Take a few seconds to immerse yourself into Red Hook’s splendidly dismal vision:
As far as genre goes, DD is sort of a mixture between Dungeon Keeper and Gauntlet. You direct your heroes as they trawl through the side-scrolling dungeon, commanding them in battle against the various monstrosities that assail them, but the principal object you’re fighting for is the town that serves as your base. You should expect death to be frequent and forgettable, only the town matters; it’s where armour is forged, skills trained and ailments are cured. Heroes are free to hire and plentiful, town upgrades are expensive and must be bought in blood.

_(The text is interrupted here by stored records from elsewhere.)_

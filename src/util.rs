pub fn mean(data: &[f64]) -> Option<f64> {
    let sum = data.iter().sum::<f64>();
    let count = data.len();

    match count {
        positive if positive > 0 => Some(sum / count as f64),
        _ => None,
    }
}

#[cfg(test)]
mod tests {
    use super::*;

    #[test]
    fn test_mean() {
        assert_eq!(mean(&[10., 20., 30., 15., 22.]), Some(19.4));
        assert_eq!(mean(&[15., 7., 55., 12., 4.]), Some(18.6));
    }

    #[test]
    fn test_mean_single_value() {
        assert_eq!(mean(&[42.0]), Some(42.0));
    }

    #[test]
    fn test_mean_empty_slice() {
        assert_eq!(mean(&[]), None);
    }

    #[test]
    fn test_mean_negative_values() {
        assert_eq!(mean(&[-5.0, -10.0, -15.0]), Some(-10.0));
    }
}
use crate::bracket::{self, Bracket, CompetitorId};
use crate::exercise::exercise_text;
use crate::scoring::Score;
use crate::settings::Settings;
use rand::Rng;
use std::collections::HashMap;
use thiserror::Error;

#[derive(Debug, Error, PartialEq, Eq)]
pub enum TournamentError {
    #[error("a tournament needs at least two competitors, got {0}")]
    TooFewCompetitors(usize),
    #[error("odd competitor count {0} needs an explicit bye policy")]
    OddCompetitors(usize),
}

/// What to do with the trailing competitor of an odd bracket.
#[derive(Debug, Clone, Copy, PartialEq, Eq, Default)]
pub enum ByePolicy {
    /// Reject odd rosters at setup time.
    #[default]
    Disallow,
    /// The last unpaired competitor advances to the next round unplayed.
    AutoAdvance,
}

#[derive(Debug, Clone)]
pub struct Competitor {
    pub id: CompetitorId,
    pub name: String,
}

/// Runs one competitor's attempt at the given exercise and returns its
/// score. The terminal front end implements this; tests script it.
pub trait AttemptRunner {
    fn run_attempt(&mut self, competitor: &Competitor, exercise: &str, round: u32) -> Score;
}

#[derive(Debug, Clone, Copy, PartialEq, Eq)]
pub enum Phase {
    Setup,
    RoundInProgress,
    RoundComplete,
    Finished,
}

#[derive(Debug, Clone)]
pub struct Champion {
    pub id: CompetitorId,
    pub name: String,
    pub best: Score,
}

/// Single-elimination orchestrator: one serialized match per surviving
/// pair per round, until one competitor remains.
pub struct Tournament {
    roster: Vec<Competitor>,
    settings: Settings,
    big_text: bool,
    survivors: Vec<CompetitorId>,
    bracket: Bracket,
    best: HashMap<CompetitorId, Score>,
    round: u32,
    phase: Phase,
}

impl Tournament {
    /// Validates the roster and builds the initial pairing table.
    ///
    /// `big_text` pins every round to the long-form exercise; otherwise a
    /// fresh level is drawn after every match.
    pub fn new(
        names: Vec<String>,
        mut settings: Settings,
        big_text: bool,
        bye_policy: ByePolicy,
    ) -> Result<Self, TournamentError> {
        if names.len() < 2 {
            return Err(TournamentError::TooFewCompetitors(names.len()));
        }
        if names.len() % 2 != 0 && bye_policy == ByePolicy::Disallow {
            return Err(TournamentError::OddCompetitors(names.len()));
        }

        if big_text {
            settings.set_big_text();
        }

        let roster: Vec<Competitor> = names
            .into_iter()
            .enumerate()
            .map(|(i, name)| Competitor {
                id: CompetitorId(i),
                name,
            })
            .collect();
        let survivors: Vec<CompetitorId> = roster.iter().map(|c| c.id).collect();
        let bracket = bracket::build(&survivors);

        Ok(Self {
            roster,
            settings,
            big_text,
            survivors,
            bracket,
            best: HashMap::new(),
            round: 0,
            phase: Phase::Setup,
        })
    }

    pub fn phase(&self) -> Phase {
        self.phase
    }

    pub fn round(&self) -> u32 {
        self.round
    }

    pub fn survivors(&self) -> &[CompetitorId] {
        &self.survivors
    }

    pub fn bracket(&self) -> &Bracket {
        &self.bracket
    }

    pub fn competitor(&self, id: CompetitorId) -> &Competitor {
        &self.roster[id.0]
    }

    /// Drives the whole tournament and returns the champion with their
    /// best score across all matches played.
    pub fn run<A: AttemptRunner, R: Rng>(&mut self, runner: &mut A, rng: &mut R) -> Champion {
        while self.survivors.len() > 1 {
            self.play_round(runner, rng);
        }
        self.phase = Phase::Finished;

        let id = self.survivors[0];
        let best = self.best.get(&id).cloned().unwrap_or_else(empty_score);
        Champion {
            id,
            name: self.competitor(id).name.clone(),
            best,
        }
    }

    fn play_round<A: AttemptRunner, R: Rng>(&mut self, runner: &mut A, rng: &mut R) {
        self.phase = Phase::RoundInProgress;
        self.round += 1;
        self.rewire_opponents();

        let pairings: Vec<Vec<CompetitorId>> =
            self.survivors.chunks(2).map(|c| c.to_vec()).collect();

        let mut winners = Vec::with_capacity(pairings.len());
        for pair in pairings {
            match pair[..] {
                [first, second] => {
                    winners.push(self.play_match(first, second, runner, rng));
                }
                // odd tail, only reachable under ByePolicy::AutoAdvance
                [bye] => winners.push(bye),
                _ => unreachable!("chunks(2) yields one or two competitors"),
            }
        }

        self.survivors = winners;
        self.phase = Phase::RoundComplete;
    }

    /// Pairs are processed strictly in survivor order and the two attempts
    /// run back to back on the same exercise text, never concurrently.
    fn play_match<A: AttemptRunner, R: Rng>(
        &mut self,
        first: CompetitorId,
        second: CompetitorId,
        runner: &mut A,
        rng: &mut R,
    ) -> CompetitorId {
        let exercise = exercise_text(&self.settings);

        let first_score = runner.run_attempt(self.competitor(first), &exercise, self.round);
        let second_score = runner.run_attempt(self.competitor(second), &exercise, self.round);

        self.record_result(first, first_score.clone());
        self.record_result(second, second_score.clone());

        if !self.big_text {
            self.settings.randomize_level(rng);
        }

        decide_match(first, second, &first_score, &second_score)
    }

    fn record_result(&mut self, id: CompetitorId, score: Score) {
        if let Some(node) = self.bracket.get_mut(&id) {
            node.results.push(score.clone());
        }
        match self.best.get(&id) {
            Some(best) if best.correct_keystrokes >= score.correct_keystrokes => {}
            _ => {
                self.best.insert(id, score);
            }
        }
    }

    /// Rewrites the bracket's opponent links to match the current
    /// survivor pairing. The round tag keeps its build-time value.
    fn rewire_opponents(&mut self) {
        for pair in self.survivors.chunks(2) {
            let first = pair[0];
            let second = pair.get(1).copied();
            if let Some(node) = self.bracket.get_mut(&first) {
                node.opponent = second;
            }
            if let Some(second) = second {
                if let Some(node) = self.bracket.get_mut(&second) {
                    node.opponent = Some(first);
                }
            }
        }
    }
}

/// Match winner rule: more correct keystrokes wins; ties go to the higher
/// uniformity score; a full tie goes to the second listed competitor.
/// The last step is deliberate and fixed, not an accident of ordering.
pub fn decide_match(
    first: CompetitorId,
    second: CompetitorId,
    first_score: &Score,
    second_score: &Score,
) -> CompetitorId {
    if first_score.correct_keystrokes != second_score.correct_keystrokes {
        if first_score.correct_keystrokes > second_score.correct_keystrokes {
            first
        } else {
            second
        }
    } else if first_score.uniformity_score > second_score.uniformity_score {
        first
    } else {
        second
    }
}

fn empty_score() -> Score {
    Score {
        elapsed_secs: 0.0,
        chars_typed: 0,
        correct_keystrokes: 0,
        accuracy: 0.0,
        wpm: 0.0,
        uniformity_score: 100,
        avg_deviation: 0.0,
    }
}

The actual management of resources is rather cursory as stands; you acquire various types and invest them in town infrastructure, which is used to improve your heroes to acquire more resources. Simple. The intrigue is in the combat system, which is based around a unique positional system, where the hero/enemy position in the party line-up determines what skills they can use and who they can use them on.
As illustrated here:
Party order can be altered by various skills and outside factors, so it’s partly a game of juggling your heroes and their foes into positions where you can butcher them and they can’t even engage you. As there are large number of different classes and skills exploring their various interactions to find the ‘best line-up’ is a large part of the game.
The other interesting hero-based mechanic/resource is sanity. Taking its cue from Lovecraft, the world of DD is a nerve grinding, brain warping nightmare from which death is sweet release. Pretty much every action you ask your heroes to undertake is going to impinge on their stress levels. Stress is just as important as physical health, if not more so as it’s so difficult to heal. Hit 100% stress and your characters will go totally off the rails: psychosis, violent delusion, party sabotage. Even worse their allies will take a large stress penalty when a comrade snaps, which can have a domino effect and send your whole team bouncing off the walls into a shallow grave. Even if they live this, they’re often left with a list of game-play influencing scars, which you may need to have excised – check the rap sheet for my fellow below.
So far, so good, eh? Alas, the center cannot hold and all must fall apart.
The gameplay is incredibly monotonous and grindy. This is a resource farming game and while dungeon lay-out may change, you’re essentially trawling the same stretch of corridor 5 hours into the game as you were 5 minutes in. Something worsened by the fact that a lot of the map designs result in high amounts of backtracking as you fruitlessly search for the goal that ends the level. The combat system may be initially intriguing; but it really doesn’t have enough depth to support this amount of repetition.
I quite enjoy hard games. Dark Souls, Bayonetta – these are hard games, but games determined by skill, alertness, muscle memory. So while they are hard, they are ‘fair’. DD is hard, but not fair. The root of this is in the random number generator. The RNG determines dungeon composition, which enemies you face, whether you or the enemy are taken by surprise, trap springing, combat math, loot drops, hero skills… it goes on. You can use character skills to manipulate the figures, but ultimately your agency seems less than the game’s. When the game say’s ‘no,’ which it will with frequency, your guys die and there’s nothing you can do about it. This is frustrating. Even worse, when I do breeze a level in a blaze of crits and wheelbarrows of loot, it never really feels it’s a result of my efforts, simply that the game has ‘allowed’ my victory on surety of greater future bullshit. You may as well just shoot craps.
Now, as I established, party death is to be expected, but as there seems little agency in your actions and the pool of replacement heroes is essentially limitless (you can’t really ‘lose’) – what exactly are you playing for? It’s hard to care about your town – it’s not organic in the way Dungeon Keeper or Dwarf Fortress is. The heroes? Their fate is at the whim of the dice and their character merely a list of psychosis on a sheet. It’s so disappointing for game literally dripping in atmosphere, but ultimately, everything seems rather futile, which I do suppose is quite in keeping with the Gothic/Lovecraftian theme.
TLDR; Looks and sounds amazing, some interesting ideas. Let down by poor/unfair mechanics. May get better on release.
• Now obviously I haven’t seen the full game, there are entire dungeons and hero classes not even currently implemented that will certainly add more to the finished product. However, my issues really lie with the core game-play mechanics and I’m not sure how these can be addressed without a radical overhaul.